本文通过将单甲氧基聚乙二醇(mPEG)的端羟基氧化为醛基，进而与壳聚糖(CS)链节上的氨基反应，合成了聚乙二醇-壳聚糖(mPEG-CS)共聚物。用MTT法检验不同浓度共聚物对HeLa细胞和A549细胞的毒性，结果显示5~100 μg·mL^-1聚合物的细胞毒性较低。通过考察不同PEG取代度的共聚物与质粒DNA所形成复合物的粒径、zeta电位及凝胶阻滞分析，筛选出最佳共聚物为取代度3.55%的mPEG(3.55)-CS。将mPEG(3.55)-CS作为基因传递载体，介导绿色荧光蛋白基因(pEGFP-C1)转染HeLa细胞和A549细胞，荧光显微镜下观察到荧光蛋白的表达，流式细胞仪测定HeLa细胞与A549细胞的最高转染率分别为8.1%和4.8%，证实了mPEG-CS共聚物是一种有效的非病毒类基因传递载体。

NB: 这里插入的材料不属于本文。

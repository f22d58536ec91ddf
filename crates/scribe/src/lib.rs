#![forbid(unsafe_code)]
// Allow pedantic lints for early-stage API ergonomics.
#![allow(clippy::nursery)]
#![allow(clippy::pedantic)]

//! # Scribe
//!
//! Renders a parsed AsciiDoc element tree back into canonical source text.
//!
//! Scribe provides:
//! - A [`Target`] abstraction with an unwrapped and a word-wrapping
//!   implementation
//! - A wrap engine that reflows hard-wrapped source text to a wrap column,
//!   keeping anchors, references and other macros in one piece
//! - Table layout that aligns every cell delimiter of a column across rows
//!
//! ## Example
//!
//! ```rust
//! use adoc::{Document, Element, Paragraph};
//! use scribe::Renderer;
//!
//! let doc = Document::new(vec![
//!     Paragraph::new(vec![
//!         Element::text("A paragraph that was\n"),
//!         Element::text("hard-wrapped in the source.\n"),
//!     ])
//!     .into(),
//! ]);
//!
//! let output = Renderer::new().with_wrap(80).render(&doc).unwrap();
//! assert_eq!(output, "A paragraph that was hard-wrapped in the source.\n");
//! ```
//!
//! A wrap column of `0` renders through an [`UnwrappedTarget`] and
//! reproduces the source line structure as written.

mod attributes;
mod block;
mod error;
mod inline;
mod render;
pub mod table;
mod target;
mod wrap;

use adoc::{Document, Element};
use tracing::debug;

pub use error::{RenderError, Result};
pub use table::{LayoutCell, LayoutRow, TableLayout, is_directive};
pub use target::{Target, UnwrappedTarget};
pub use wrap::WrappedTarget;

use render::RenderContext;

/// Options for the renderer.
#[derive(Debug, Clone, Copy, Default, PartialEq, Eq)]
pub struct RendererOptions {
    /// Wrap column. `0` disables wrapping.
    pub wrap: usize,
}

/// Renders element trees to AsciiDoc text.
#[derive(Debug, Clone, Default)]
pub struct Renderer {
    options: RendererOptions,
}

impl Renderer {
    /// Creates a renderer that does not wrap.
    #[must_use]
    pub fn new() -> Self {
        Self::default()
    }

    /// Creates a renderer from options.
    #[must_use]
    pub fn with_options(options: RendererOptions) -> Self {
        Self { options }
    }

    /// Sets the wrap column. `0` disables wrapping.
    #[must_use]
    pub fn with_wrap(mut self, wrap: usize) -> Self {
        self.options.wrap = wrap;
        self
    }

    /// Returns the renderer options.
    #[must_use]
    pub fn options(&self) -> &RendererOptions {
        &self.options
    }

    /// Renders a document and applies [`finish_output`].
    pub fn render(&self, document: &Document) -> Result<String> {
        self.render_elements(&document.elements)
    }

    /// Renders elements and applies [`finish_output`].
    pub fn render_elements(&self, elements: &[Element]) -> Result<String> {
        let raw = self.render_raw(elements)?;
        let output = finish_output(&raw);
        debug!(
            wrap = self.options.wrap,
            elements = elements.len(),
            bytes = output.len(),
            "rendered document"
        );
        Ok(output)
    }

    /// Renders elements and returns the target text as is.
    pub fn render_raw(&self, elements: &[Element]) -> Result<String> {
        debug!(wrap = self.options.wrap, elements = elements.len(), "rendering");
        if self.options.wrap == 0 {
            render_with(UnwrappedTarget::new(), elements)
        } else {
            render_with(WrappedTarget::new(self.options.wrap), elements)
        }
    }
}

/// Renders elements through a caller-supplied target.
pub fn render_with<T: Target>(target: T, elements: &[Element]) -> Result<String> {
    let mut cx = RenderContext::new(target);
    cx.elements(elements)?;
    Ok(cx.finish())
}

/// Renders a document at the given wrap column.
pub fn render(document: &Document, wrap: usize) -> Result<String> {
    Renderer::new().with_wrap(wrap).render(document)
}

/// Strips spaces and tabs before every newline and ends the text with
/// exactly one newline. Output with no content stays empty.
#[must_use]
pub fn finish_output(text: &str) -> String {
    let mut out = String::with_capacity(text.len() + 1);
    for line in text.split('\n') {
        out.push_str(line.trim_end_matches([' ', '\t']));
        out.push('\n');
    }
    let content = out.trim_end_matches('\n').len();
    out.truncate(content);
    if !out.is_empty() {
        out.push('\n');
    }
    out
}

/// Prelude module for convenient imports.
pub mod prelude {
    pub use crate::{
        RenderError, Renderer, RendererOptions, Target, UnwrappedTarget, WrappedTarget,
        finish_output, render,
    };
}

In vitro study on polyethylene glycol-chitosan copolymer as a gene delivery vector

Chitosan and its derivatives are extensively studied as non-viral gene delivery vectors nowadays. Polyethylene glycol-chitosan (mPEG-CS) copolymers were synthesized by oxidation of mPEG-OH and then combined mPEG-CHO with amino groups on chitosan chains. The in vitro cytotoxicity of copolymers was evaluated by MTT method. The results showed >70% cell viability of HeLa and A549 cells after incubation with mPEG-CS copolymer from concentration 5 to 100 μg·mL^-1. The mPEG-CS copolymers with various degrees of PEG substitution were combined with DNA and the properties of mPEG-CS/DNA complexes were investigated such as nanoparticle size, zeta potential and agarose gel analysis. The best one among all these mPEG-CS copolymers was mPEG(3.55)-CS, for its capability to condense plasmid DNA was most efficient. For this reason, mPEG(3.55)-CS was picked out to mediate plasmid enhanced green fluorescence protein (pEGFP) and transfect HeLa and A549 cells. The expression of green fluorescence protein was observed by fluorescence microscope and the transfection efficiency was detected by flow cytometry. The gene expression mediated by mPEG-CS was resistant to serum, and the optimal transfection efficiency (8.1% for HeLa cells and 4.8% for A549 cells) of mPEG-CS/EGFP system was obtained under the condition of N/P 40 and 48 h transfection time. These results indicate that mPEG-CS copolymer is an efficient non-viral gene vector.